I remember writer Jane Smiley saying how after she had a bestseller she could finally afford newly released hardback books and what a luxury. They're not even that expensive anymore, not much more than paperbacks if you just wait for mark-down on Amazon (don't live in the U.S., no library, favorite used book store here went out of business).
Right now reading a wonderful book, Edward Lee's "Buttermilk Graffiti: A Chef's Journey to Discover America's New Melting-Pot Cuisine." Guy who travels long distances for meals, never waste an appetite, will eat two chili dogs before eight o'clock in the morning, steals menus. I love him.

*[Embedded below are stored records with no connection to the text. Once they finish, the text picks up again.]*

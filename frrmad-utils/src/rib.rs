//
// Copyright (c) The FRR-MAD Contributors
//
// SPDX-License-Identifier: MIT
//

use std::collections::BTreeMap;

use serde::{Deserialize, Serialize};

// Output of `show ip route json`.
//
// Prefix -> routes for that prefix, one per protocol.
#[derive(Clone, Debug, Default, PartialEq)]
#[derive(Deserialize, Serialize)]
#[serde(transparent)]
pub struct Rib {
    pub routes: BTreeMap<String, Vec<RibRoute>>,
}

#[derive(Clone, Debug, Default, PartialEq)]
#[derive(Deserialize, Serialize)]
#[serde(rename_all = "camelCase", default)]
pub struct RibRoute {
    pub prefix: String,
    pub prefix_len: u8,
    pub protocol: String,
    pub selected: bool,
    pub dest_selected: bool,
    pub distance: u32,
    pub metric: u32,
    pub installed: bool,
    pub uptime: String,
    pub nexthops: Vec<RibNexthop>,
}

#[derive(Clone, Debug, Default, PartialEq)]
#[derive(Deserialize, Serialize)]
#[serde(rename_all = "camelCase", default)]
pub struct RibNexthop {
    pub flags: u32,
    pub fib: bool,
    #[serde(skip_serializing_if = "String::is_empty")]
    pub ip: String,
    pub afi: String,
    pub interface_index: u32,
    pub interface_name: String,
    pub active: bool,
    #[serde(skip_serializing_if = "Option::is_none")]
    pub directly_connected: Option<bool>,
}

// ===== impl Rib =====

impl Rib {
    // Returns all routes learned through the given protocol.
    pub fn protocol_routes<'a>(
        &'a self,
        protocol: &'a str,
    ) -> impl Iterator<Item = &'a RibRoute> + 'a {
        self.routes
            .values()
            .flatten()
            .filter(move |route| route.protocol == protocol)
    }

    pub fn contains_prefix(&self, prefix: &str) -> bool {
        self.routes.get(prefix).is_some_and(|routes| !routes.is_empty())
    }
}

// ===== impl RibRoute =====

impl RibRoute {
    // Returns whether at least one nexthop of the route is installed in the
    // FIB.
    pub fn is_in_fib(&self) -> bool {
        self.nexthops.iter().any(|nexthop| nexthop.fib)
    }

    // Returns the address of the first nexthop installed in the FIB.
    pub fn fib_nexthop(&self) -> Option<&str> {
        self.nexthops
            .iter()
            .find(|nexthop| nexthop.fib && !nexthop.ip.is_empty())
            .map(|nexthop| nexthop.ip.as_str())
    }
}

// ===== unit tests =====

"Finally, I order the cafe's Lagman Soup. It has broad flour noodles in a rich meat broth with garlic, red bell pepper, celery, tomatoes, cabbage, and long beans. ... I don't like it -- not because it isn't delicious, but because my mind can't reconcile the flavors. ... Noodles in lamb broth -- a combination I've never tasted before. The aggressive flavor of wet earth and blood paralyses me. The broth from a typical Chinese cook is viscous but masked with spices and medicine. His hands work fast and light, like those of a piano player, and you can taste that fast work in his broth. This broth, however, is heavy and slow. There is more than just lamb in here. I can taste the ancient cutting board, the hammered tin pot, the heat, the bleating animal, the veined, arthritic hands of a cook moving with pain and tension."